=== Task goal ===
Leaving out every line before the one with "if let Some(list)", write out the rest of the records below exactly.

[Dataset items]
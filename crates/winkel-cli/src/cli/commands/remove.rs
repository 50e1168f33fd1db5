//! `winkel remove <list-id> <product-id>` – delete a product after confirmation.

use anyhow::{Context, Result};
use std::io::Write;
use winkel_core::backend::Backend;
use winkel_core::model::RowId;

use super::load_detail;
use crate::cli::{prompt, render};

pub fn run_remove<B: Backend, W: Write>(
    backend: B,
    list_id: &RowId,
    product_id: &RowId,
    yes: bool,
    out: &mut W,
) -> Result<()> {
    let mut view = load_detail(backend, list_id)?;
    let name = match view.find(product_id) {
        Some(p) => p.name.clone(),
        None => anyhow::bail!("product {} is not on this list", product_id),
    };
    if !prompt::confirm("Delete this product?", yes).context("reading confirmation")? {
        writeln!(out, "Cancelled.")?;
        return Ok(());
    }
    view.delete_product(product_id)?;
    writeln!(out, "Removed \"{}\"", name)?;
    if let Some(list) = &view.list {
        write!(out, "{}", render::list_detail(list, &view.products))?;
    }
    Ok(())
}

=== Task output ===
    if let Some(list) = &view.list {
        write!(out, "{}", render::list_detail(list, &view.products))?;
    }
    Ok(())
}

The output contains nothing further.